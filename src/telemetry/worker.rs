use tracing::{debug, info, warn};

use super::{TelemetryData, TelemetryFusion};
use crate::link::LinkInbox;
use crate::queue::BoundedQueue;
use crate::worker::{forward, Signal, WorkerArgs};

#[derive(Clone)]
pub struct TelemetryArgs{
    pub inbox: LinkInbox,
    pub output: BoundedQueue<TelemetryData>,
    pub signal: Signal,
}

impl WorkerArgs for TelemetryArgs{}

pub fn telemetry_worker(args: TelemetryArgs) -> anyhow::Result<()>{
    let fusion = TelemetryFusion::create(args.inbox);
    info!("telemetry worker running");

    while !args.signal.is_exit_requested(){
        args.signal.check_pause();

        match fusion.run(){
            Ok(data) => {
                debug!(time_since_boot = ?data.time_since_boot, "forwarding telemetry");
                if !forward(&args.output, &data, &args.signal)?{
                    break;
                }
            }
            //non-fatal, next cycle retries
            Err(e) => warn!(error = %e, "telemetry cycle failed"),
        }
    }

    info!("telemetry worker exiting");
    Ok(())
}
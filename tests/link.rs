use std::io::Write;
use std::os::unix::net::UnixStream;
use std::time::Duration;

use serial_test::serial;

use drone_sync::link::{
    reader_worker, AttitudeMsg, Connection, FramedLink, HeartbeatMsg, LinkInbox, LinkMessage, MessageKind, ReaderArgs,
};
use drone_sync::queue::{BoundedQueue, Drainable};
use drone_sync::worker::{Signal, WorkerArgs, WorkerGroup, WorkerSpec};

const FRAMES_PER_KIND: usize = 20;

#[derive(Clone)]
struct Counter{
    inbox: LinkInbox,
    kind: MessageKind,
    counts: BoundedQueue<(MessageKind, usize)>,
}

impl WorkerArgs for Counter{}

//counts one kind until all frames arrived or the inbox went quiet
fn count_kind(args: Counter) -> anyhow::Result<()>{
    let mut seen = 0;
    while seen < FRAMES_PER_KIND && args.inbox.receive(args.kind, true, Duration::from_secs(2)).is_some(){
        seen += 1;
    }
    args.counts.put(&(args.kind, seen))?;
    Ok(())
}

#[test]
#[serial]
fn test_forked_consumers_share_one_stream(){
    let (mut vehicle, station) = UnixStream::pair().unwrap();
    station.set_read_timeout(Some(Duration::from_millis(10))).unwrap();

    let inbox = LinkInbox::create(32).unwrap();
    let signal = Signal::new().unwrap();
    let counts: BoundedQueue<(MessageKind, usize)> = BoundedQueue::new("counts", 4).unwrap();

    let reader_args = ReaderArgs{
        connection: Connection::new(FramedLink::new(station)),
        inbox: inbox.clone(),
        signal: signal.clone(),
        poll: Duration::from_millis(20),
    };
    let mut reader = WorkerGroup::create(
        WorkerSpec::create("link_reader", 1, reader_worker, reader_args, Vec::new(), inbox.drainables()).unwrap(),
    )
    .unwrap();

    let counter = |kind: MessageKind| {
        let args = Counter{ inbox: inbox.clone(), kind, counts: counts.clone() };
        WorkerGroup::create(
            WorkerSpec::create("counter", 1, count_kind, args, inbox.drainables(), vec![counts.drainable()]).unwrap(),
        )
        .unwrap()
    };
    let mut beats = counter(MessageKind::Heartbeat);
    let mut attitudes = counter(MessageKind::Attitude);

    reader.start().unwrap();
    beats.start().unwrap();
    attitudes.start().unwrap();

    for i in 0..FRAMES_PER_KIND as u32{
        let beat = LinkMessage::Heartbeat(HeartbeatMsg{ custom_mode: i, ..Default::default() });
        let attitude = LinkMessage::Attitude(AttitudeMsg{ time_boot_ms: i, ..Default::default() });
        vehicle.write_all(&beat.encode().unwrap()).unwrap();
        vehicle.write_all(&attitude.encode().unwrap()).unwrap();
    }

    let mut received = Vec::new();
    while received.len() < 2{
        if let Some(count) = counts.get(Duration::from_secs(10)).unwrap(){
            received.push(count);
        }
    }

    signal.request_exit();
    for queue in inbox.drainables(){
        queue.drain().unwrap();
    }
    assert!(beats.join(Duration::from_secs(5)).unwrap().is_clean());
    assert!(attitudes.join(Duration::from_secs(5)).unwrap().is_clean());
    assert!(reader.join(Duration::from_secs(5)).unwrap().is_clean());

    let count_of = |kind: MessageKind| received.iter().find(|(k, _)| *k == kind).map(|(_, n)| *n);
    assert_eq!(count_of(MessageKind::Heartbeat), Some(FRAMES_PER_KIND));
    assert_eq!(count_of(MessageKind::Attitude), Some(FRAMES_PER_KIND));
}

━━━━━━━━━━━━━━━━

#### Problem to work on
Nothing but the lines above from the one containing "signal.request_exit();" through the one containing "let count_of = |kind: MessageKind|" should appear in the answer, each repeated exactly.

#### Answer section
    signal.request_exit();
    for queue in inbox.drainables(){
        queue.drain().unwrap();
    }
    assert!(beats.join(Duration::from_secs(5)).unwrap().is_clean());
    assert!(attitudes.join(Duration::from_secs(5)).unwrap().is_clean());
    assert!(reader.join(Duration::from_secs(5)).unwrap().is_clean());

    let count_of = |kind: MessageKind| received.iter().find(|(k, _)| *k == kind).map(|(_, n)| *n);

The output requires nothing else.